До работы в больнице я была очень взыскательна в выборе друзей. Но здесь, в палатах для ВИЧ-инфицированных, увидела, что могу не только ухаживать за пациентами – мне интересно с ними общаться. Многие из них – страдающие, творческие, но нереализовавшиеся по каким-то причинам люди. Часто – мои ровесники.

Каждый из них, ушедших, очень обогатил меня внутренне. Каждый оставил мне частицу себя. Каждый продолжает жить, укреплять меня. Это таинственная дружба, соработничество.

Фото Надежды Ильчук

Музыкант

С Валентином, я познакомилась примерно год назад. Он был пациентом хирургического отделения, ему только что сделали операцию на легком. Перед операцией у него обнаружили ВИЧ в очень запущенной форме – на фоне инфекции у него развилось онкологическое заболевание.

У нас с Валентином сразу же установилась какая-то удивительная связь. Я ухаживала за ним почти круглосуточно, потому что все остальные сестры были заняты другими пациентами. А он был пациентом тяжелым.

Валентин оказался очень милым, интеллигентным человеком. Музыкантом. В 1990-е его называли гордостью музыкального мира.

Очень надеялась я, что выхожу его. Но через какое-то недолгое время Валентина прооперировали еще два раза. Хотя он уже начал вставать на ноги.

У меня есть удивительная его фотография, где он напоминает мне воскресшего Лазаря. Стоит, исхудавший, завернувшийся в простыню, с повязкой на груди.

С Валентином рядом я провела восемь недель. Сама не ожидала, что настолько привыкну к нему – он стал мне духовно близок. Мы много общались, нашли общие интересы и точки соприкосновения. Стали братом и сестрой во Христе.

В больнице Валентин исповедовался, причастился, соборовался. Исповедовался он глубоко, каялся искренне – впервые в жизни. Перед своим уходом он открыл для себя новый мир.

Храм вмч.Пантелеимона при ИКБ № 2. Фото диакона Андрея Радкевича

Конечно, Валентин тяжело переживал известие, что у него ВИЧ, уже СПИД, и онкология. Внутренне он ощущал себя все еще на берегу здоровых. И при этом потрясал силой воли – поддерживал своих друзей, заставляя их верить, что сможет подняться, строил планы на дальнейшую концертную деятельность.
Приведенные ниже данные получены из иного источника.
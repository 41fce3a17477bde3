use yew::prelude::*;

use crate::models::store::ThemeStore;

/// Reads the store from the nearest `ThemeProvider`.
///
/// Outside of a provider this yields the empty `ThemeStore`, which renders
/// as "off" and ignores toggles.
#[hook]
pub fn use_theme_store() -> ThemeStore {
    use_context::<ThemeStore>().unwrap_or_default()
}
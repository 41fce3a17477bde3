use crate::models::theme::Theme;

/// Configuration constants for the application
pub struct Config;

impl Config {
    /// Theme used when the host page does not specify one
    pub const DEFAULT_THEME: Theme = Theme::Light;

    /// Attribute on `<html>` carrying the active theme
    pub const THEME_ATTRIBUTE: &str = "data-theme";

    /// DOM id shared by the switch's label and checkbox
    pub const TOGGLE_ID: &str = "toggler";
}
От природы он был очень цельным и сильным, целеустремленным.

Валентин был первый человек, которого я как сестра милосердия провожала со слезами. До последнего верила, что он будет жить.

На его отпевание в храм великомученика Пантелеимона при больнице пришло большое количество народа – все были потрясены известием о его смерти. На похоронах Валентина звучала музыка, которую он играл при жизни, – и она до сих со мной.

Бывает, что порой мы не верим в выздоровление пациента, а он встает. А там, где, казалось бы, все должно сложиться, человек умирает. И даже не можешь плакать. Только из груди вырывается – не стон, не вздох – а тихий вопрос: как.

Прошел год, но мне продолжают звонить друзья Валентина. Они не могут примириться с утратой этого человека.

Фото Надежды Ильчук

Почти как Фрида

Десять лет Оля оставалась парализованной, научилась жить в таком состоянии. Потихоньку открыла для себя духовный мир.

К нам Оля попала уже в самом конце. У нее образовались огромные пролежни, но она очень мужественно переносила это, хотя пролежни – это страшная боль. Оля освоила компьютер, часто общалась с близкими и друзьями, писала что-то во внешний мир, набирая текст своими скрюченными слабыми пальчиками.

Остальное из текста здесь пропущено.